The Bloomberg/Klein (BloomKlein) attempt to break the Byzantine way the school system has operated (we in the district office got to see this lunacy up close and personal every day) by unseating entrenched bureaucrats is not necessarily a bad thing. But the fact they totally ignored people at the lowest levels of the system who have faced the impact of these policies does not bode well. Don’t be shocked to see one lunacy replaced by another.

If resources are truly allocated to classrooms, as Bloomberg and Klein claim they want to do, that would be a good thing. But pardon me if I am skeptical. As far as we’re concerned, a major attack on reducing class size would be a good start. The plan to reduce class size to 28 in middle school English classes is minuscule. Always remember: we are ruled by people who send their own kids to schools where class size is under 20; people who never mention class size in any of their reform packages. With smaller classes you could teach kids to read with phonics or schmonics.

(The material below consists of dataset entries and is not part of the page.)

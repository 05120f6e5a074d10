//! Runtime selection state kept alongside the record

pub mod latch;
pub mod selector;

pub use latch::{FeatureLatch, ONESHOT_FEATURE_CHANGED_DELAY_MS};
pub use selector::ProfileSelector;
//! Image writer
//!
//! Writes a complete image into the configuration region one flash
//! operation at a time:
//!
//! ```text
//! Idle ──► Erasing(page) ──► Programming(word) ──► ... ──► Complete
//!               │                   │
//!               └───────┬───────────┘
//!                       ▼
//!                 Fault(error) ──► (next attempt from offset 0, up to WRITE_ATTEMPTS)
//! ```
//!
//! A page is erased whenever the next word starts it. Any failed operation
//! abandons the attempt; the next attempt clears the fault flags and starts
//! over from the first page. The flash is unlocked for the whole sequence
//! and locked again once the writer finishes either way.

use flightcfg_hal::{ConfigFlash, FlashError, WORD_SIZE};

/// Full erase+program passes before giving up
pub const WRITE_ATTEMPTS: u8 = 3;

/// Writer progress
#[derive(Debug, Clone, Copy, PartialEq, Eq)]
#[cfg_attr(feature = "defmt", derive(defmt::Format))]
pub enum WriteState {
    /// Nothing started yet
    Idle,
    /// Next operation erases the page at this address
    Erasing { page: u32 },
    /// Next operation programs the word at this image offset
    Programming { offset: u32 },
    /// Every word written
    Complete,
    /// The current attempt failed
    Fault(FlashError),
}

/// Every attempt failed
#[derive(Debug, Clone, Copy, PartialEq, Eq)]
#[cfg_attr(feature = "defmt", derive(defmt::Format))]
pub struct WriteError {
    /// Attempts made
    pub attempts: u8,
    /// Fault that ended the final attempt
    pub last_fault: FlashError,
}

/// Bounded-retry erase/program sequence for one image
pub struct ImageWriter<'a, F: ConfigFlash> {
    flash: &'a mut F,
    image: &'a [u8],
    state: WriteState,
    attempt: u8,
}

impl<'a, F: ConfigFlash> ImageWriter<'a, F> {
    /// Prepare to write `image` at the start of the flash region
    ///
    /// `image` length must be a multiple of [`WORD_SIZE`] and fit the region.
    pub fn new(flash: &'a mut F, image: &'a [u8]) -> Self {
        Self {
            flash,
            image,
            state: WriteState::Idle,
            attempt: 0,
        }
    }

    /// Current state
    pub fn state(&self) -> WriteState {
        self.state
    }

    /// Attempts started so far
    pub fn attempt(&self) -> u8 {
        self.attempt
    }

    /// Whether no further [`step`](Self::step) will change the state
    pub fn is_finished(&self) -> bool {
        match self.state {
            WriteState::Complete => true,
            WriteState::Fault(_) => self.attempt >= WRITE_ATTEMPTS,
            _ => false,
        }
    }

    /// Perform the next flash operation and return the new state
    pub fn step(&mut self) -> WriteState {
        if self.is_finished() {
            return self.state;
        }

        let region = self.flash.region();
        let state = self.state;

        self.state = match state {
            WriteState::Idle | WriteState::Fault(_) => self.begin_attempt(region.start),
            WriteState::Erasing { page } => match self.flash.erase_page(page) {
                Ok(()) => WriteState::Programming {
                    offset: page - region.start,
                },
                Err(e) => WriteState::Fault(e),
            },
            WriteState::Programming { offset } => {
                let at = offset as usize;
                let mut word = [0u8; WORD_SIZE];
                word.copy_from_slice(&self.image[at..at + WORD_SIZE]);

                match self
                    .flash
                    .program_word(region.start + offset, u32::from_le_bytes(word))
                {
                    Ok(()) => {
                        self.after_word(offset + WORD_SIZE as u32, region.start, region.page_size)
                    }
                    Err(e) => WriteState::Fault(e),
                }
            }
            WriteState::Complete => WriteState::Complete,
        };

        if let WriteState::Fault(e) = self.state {
            log_warn!("Flash write attempt {} failed: {:?}", self.attempt, e);
        }
        if self.is_finished() {
            self.flash.lock();
        }

        self.state
    }

    /// Step until complete or out of attempts
    ///
    /// Returns the number of attempts used on success.
    pub fn run(mut self) -> Result<u8, WriteError> {
        while !self.is_finished() {
            self.step();
        }

        match self.state {
            WriteState::Fault(last_fault) => Err(WriteError {
                attempts: self.attempt,
                last_fault,
            }),
            _ => Ok(self.attempt),
        }
    }

    fn begin_attempt(&mut self, start: u32) -> WriteState {
        if self.attempt == 0 {
            self.flash.unlock();
        }
        self.attempt += 1;
        self.flash.clear_fault_flags();
        log_debug!("Flash write attempt {}", self.attempt);

        if self.image.is_empty() {
            WriteState::Complete
        } else {
            WriteState::Erasing { page: start }
        }
    }

    fn after_word(&self, next: u32, start: u32, page_size: u32) -> WriteState {
        if next as usize >= self.image.len() {
            WriteState::Complete
        } else if next % page_size == 0 {
            WriteState::Erasing { page: start + next }
        } else {
            WriteState::Programming { offset: next }
        }
    }
}
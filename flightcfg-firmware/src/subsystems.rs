//! Subsystem hooks for this board
//!
//! The flight code consumers are not linked into this firmware yet; each
//! hook logs what it was handed.

use defmt::*;

use flightcfg_core::activation::filter::FirCoefficients;
use flightcfg_core::activation::RcCurves;
use flightcfg_core::config::profile::{AxisTrims, BaroConfig, GpsProfile, PidProfile};
use flightcfg_core::config::record::{FailsafeConfig, GyroConfig, TelemetryConfig};
use flightcfg_core::traits::{
    AltHoldSettings, ImuSettings, MixerSettings, RcControlsSettings, Subsystems,
};

/// Logs every activation call
#[derive(Debug, Default)]
pub struct LoggingSubsystems {
    /// Activation passes seen since boot
    applied: u32,
}

impl LoggingSubsystems {
    pub fn new() -> Self {
        Self::default()
    }
}

impl Subsystems for LoggingSubsystems {
    fn use_rc_curves(&mut self, curves: &RcCurves) {
        debug!(
            "RC curves: pitch/roll max {}, yaw max {}, throttle {}..{}",
            curves.pitch_roll[curves.pitch_roll.len() - 1],
            curves.yaw[curves.yaw.len() - 1],
            curves.throttle[0],
            curves.throttle[curves.throttle.len() - 1]
        );
    }

    fn reset_adjustment_states(&mut self) {
        self.applied += 1;
        debug!("Activation pass {}", self.applied);
    }

    fn use_rc_controls(&mut self, settings: &RcControlsSettings<'_>) {
        debug!(
            "RC controls: {} mode conditions, min throttle {}",
            settings.mode_activation.len(),
            settings.esc_servo.min_throttle
        );
    }

    fn use_gyro_config(&mut self, gyro: &GyroConfig, fir: Option<&'static FirCoefficients>) {
        debug!("Gyro: lpf {}, soft filter {}", gyro.lpf, fir.is_some());
    }

    fn use_telemetry_config(&mut self, telemetry: &TelemetryConfig) {
        debug!("Telemetry: inversion {}", telemetry.inversion);
    }

    fn set_pid_controller(&mut self, controller: u8) {
        info!("PID controller {}", controller);
    }

    fn use_gps_profile(&mut self, gps: &GpsProfile, _pid: &PidProfile) {
        debug!("GPS: waypoint radius {} cm", gps.wp_radius);
    }

    fn use_failsafe_config(&mut self, failsafe: &FailsafeConfig) {
        debug!("Failsafe: delay {}, throttle {}", failsafe.delay, failsafe.throttle);
    }

    fn set_acceleration_trims(&mut self, trims: &AxisTrims) {
        debug!("Acc trims: {:?}", trims);
    }

    fn use_mixer_config(&mut self, settings: &MixerSettings<'_>) {
        info!(
            "Mixer: {:?}, servos {}",
            settings.mixer.mode,
            settings.servo.is_some()
        );
    }

    fn configure_imu(&mut self, settings: &ImuSettings<'_>) {
        debug!("IMU: {:?}", settings.runtime);
    }

    fn configure_altitude_hold(&mut self, settings: &AltHoldSettings<'_>) {
        debug!("Alt hold: baro samples {}", settings.baro.sample_count);
    }

    fn use_barometer_config(&mut self, baro: &BaroConfig) {
        debug!("Baro: {} samples", baro.sample_count);
    }

    fn confirmation_beeps(&mut self, count: u8) {
        info!("Beep x{}", count);
    }
}
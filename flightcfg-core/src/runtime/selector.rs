//! Active profile selection

use crate::config::{MAX_PROFILE_COUNT, MAX_RATE_PROFILE_COUNT};

/// Which profile and rate profile slots are live
///
/// Indices are always in range: selecting past the end picks the last slot.
#[derive(Debug, Clone, Copy, PartialEq, Eq, Default)]
#[cfg_attr(feature = "defmt", derive(defmt::Format))]
pub struct ProfileSelector {
    profile: u8,
    rate_profile: u8,
}

impl ProfileSelector {
    pub const fn new() -> Self {
        Self {
            profile: 0,
            rate_profile: 0,
        }
    }

    pub fn profile(&self) -> usize {
        usize::from(self.profile)
    }

    pub fn rate_profile(&self) -> usize {
        usize::from(self.rate_profile)
    }

    /// Select a profile slot, returning the slot actually selected
    pub fn select_profile(&mut self, index: usize) -> usize {
        self.profile = clamp_slot(index, MAX_PROFILE_COUNT);
        self.profile()
    }

    /// Select a rate profile slot, returning the slot actually selected
    pub fn select_rate_profile(&mut self, index: usize) -> usize {
        self.rate_profile = clamp_slot(index, MAX_RATE_PROFILE_COUNT);
        self.rate_profile()
    }
}

fn clamp_slot(index: usize, count: usize) -> u8 {
    index.min(count - 1) as u8
}
//! Activation pipeline
//!
//! Turns the stored record into live parameters and pushes them to the
//! [`Subsystems`] in dependency order:
//!
//! 1. Stick and throttle curves from the active rate profile
//! 2. Reset adjustment state
//! 3. RC controls (mode conditions, ESC limits, PID profile)
//! 4. Gyro config and software filter table
//! 5. Telemetry
//! 6. PID controller selection
//! 7. GPS profile and navigation PIDs (boards with GPS)
//! 8. Failsafe
//! 9. Accelerometer zero trims
//! 10. Mixer, servos, gimbal, 3D, ESC, airplane, receiver, custom motor mix
//! 11. Attitude estimator
//! 12. Altitude hold
//! 13. Barometer (boards with a barometer)
//!
//! The PID controller id is clamped to a valid range and written back to
//! the record before any step reads the profile. Every step hands over
//! complete values, so applying twice leaves the subsystems exactly as
//! applying once.

pub mod curves;
pub mod filter;

pub use curves::RcCurves;

use crate::config::profile::{PID_CONTROLLER_MAX, PID_CONTROLLER_MIN};
use crate::config::{ConfigRecord, Target};
use crate::runtime::ProfileSelector;
use crate::traits::{
    AltHoldSettings, ImuRuntimeConfig, ImuSettings, MixerSettings, RcControlsSettings,
    ServoSettings, Subsystems,
};

/// Scale of the stored estimator gains
const DCM_GAIN_SCALE: f32 = 10000.0;

/// Regenerate the lookup curves for the selected rate profile
pub fn activate_rate_profile<S: Subsystems>(
    record: &ConfigRecord,
    selector: &ProfileSelector,
    subsystems: &mut S,
) {
    let rates = &record.rate_profiles[selector.rate_profile()];
    subsystems.use_rc_curves(&RcCurves::generate(rates, &record.esc_servo));
}

/// Push the whole record to `subsystems`
///
/// The only write-back is the PID controller clamp on the active profile.
pub fn apply<S: Subsystems>(
    record: &mut ConfigRecord,
    target: Target,
    selector: &ProfileSelector,
    subsystems: &mut S,
) {
    let capabilities = target.info().capabilities;

    activate_rate_profile(record, selector, subsystems);
    subsystems.reset_adjustment_states();

    let profile_index = selector.profile();
    let pid_controller = &mut record.profiles[profile_index].pid.pid_controller;
    *pid_controller = (*pid_controller).clamp(PID_CONTROLLER_MIN, PID_CONTROLLER_MAX);

    let record = &*record;
    let profile = &record.profiles[profile_index];

    subsystems.use_rc_controls(&RcControlsSettings {
        mode_activation: &profile.mode_activation,
        esc_servo: &record.esc_servo,
        pid: &profile.pid,
    });

    subsystems.use_gyro_config(&record.gyro, filter::fir_coefficients(profile.pid.gyro_soft_lpf));
    subsystems.use_telemetry_config(&record.telemetry);
    subsystems.set_pid_controller(profile.pid.pid_controller);

    if capabilities.gps {
        subsystems.use_gps_profile(&profile.gps, &profile.pid);
    }

    subsystems.use_failsafe_config(&record.failsafe);
    subsystems.set_acceleration_trims(&record.acc_zero);

    subsystems.use_mixer_config(&MixerSettings {
        servo: capabilities.servos.then_some(ServoSettings {
            servos: &profile.servos,
            gimbal_mode: profile.gimbal_mode,
        }),
        flight_3d: &record.flight_3d,
        esc_servo: &record.esc_servo,
        mixer: &record.mixer,
        airplane: &record.airplane,
        rx: &record.rx,
        custom_motor_mix: &record.custom_motor_mix,
    });

    subsystems.configure_imu(&ImuSettings {
        runtime: ImuRuntimeConfig {
            dcm_kp: f32::from(record.dcm_kp) / DCM_GAIN_SCALE,
            dcm_ki: f32::from(record.dcm_ki) / DCM_GAIN_SCALE,
            acc_cut_hz: profile.acc_cut_hz,
            acc_unarmedcal: profile.acc_unarmedcal,
            small_angle: record.small_angle,
        },
        pid: &profile.pid,
        acc_deadband: &profile.acc_deadband,
        accz_lpf_cutoff: profile.accz_lpf_cutoff,
        throttle_correction_angle: profile.throttle_correction_angle,
    });

    subsystems.configure_altitude_hold(&AltHoldSettings {
        pid: &profile.pid,
        baro: &profile.baro,
        rc_controls: &profile.rc_controls,
        esc_servo: &record.esc_servo,
    });

    if capabilities.baro {
        subsystems.use_barometer_config(&profile.baro);
    }

    log_debug!(
        "Activated profile {} rate profile {}",
        profile_index,
        selector.rate_profile()
    );
}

Interestingly, did you hear one word on class size from our union leaders? Like, how about Randi Weingarten saying: it is [all] breathtakingly possible --IF CLASS SIZES WERE SIGNIFICANTLY REDUCED? What impact would adding 6000 teachers to the classroom have? For years Ed. Notes has called on the UFT leadership to demand a reallocation of resources to reduce class size. If every teaching resource were put in the classroom class size would be reduced significantly. First, get class size to a point where there is parity with the suburbs. Then worry about staff development, pull-out, push-in and other programs. A system-wide attack on the class size issue is necessary and it should be led by the union. Supposedly crime went down when a massive police presence was placed on the streets. Why hasn’t anyone advocated the same technique to solve the problems in education? Do we think we would have the same problems in the schools if there were enough teachers to really work with the kids? Inundate the classrooms with teachers. Not enough space? Put as many teachers in a room as necessary. And stop using the excuse that teachers have a tough time working with each other.

Instead of our union leader’s kowtowing to whatever schemes come out of the DOE, we should see the UFT and the Klein/Bloomberg truly team join together in a true spirit of cooperation to make the classroom a truly workable place. It is all so breathtakingly possible. It is all so breathtakingly unlikely.


  1. I'm mostly with ya, until the "Put as many teachers in a room as necessary. "

    Last time I had an oversize ESL class, they found a special ed. teacher with a hole in her program, dumped her in with me, and voila! Problem solved.

    She was very nice and all, but another class would have been a far better solution. And despite all the happy talk, I haven't noticed a lot of new classrooms appearing.

  2. NYC,
    I view the extra teacher in the room in a more general way. I mean if there's no room for true class size reduction, we should staff schools as if there were. So even if there's 34 kids in a class a teacher might only have to teach 4 classes instead of 5 -- think of it as the number of kids a teacher has to see a day which is a form of class size reduction. Or the extra personnel could be used to grade papers or do one-on-one for the 5th period.

    There are probably plenty of creative ways to deal with the issue but to not act because we have to wait for more schools to be built is just an excuse we hear from both the union and the DOE. And Klein's motto is "No Excuses" but he is the biggest excuse maker there is ("Aw shucks, we know we have to do better.)


  3. You're certainly right about Klein.
    As for class size, I don't really want to be compensated on a per-student basis. I've got one class now with only ten kids in it.

    The big difference between that class and the full one I have at the end of the day is that individual kids get a lot more of my time--and it's my time they pay me for. Smaller classes aren't less work for me--I'm just not spread around so thin.

    As a parent, I want small classes for my kid. As a Nassau resident, I get them. I strongly believe it's better to emulate what works that to "innovate" with things.

    I've yet to see any innovations that rival good teachers, decent facilities and reasonable class size.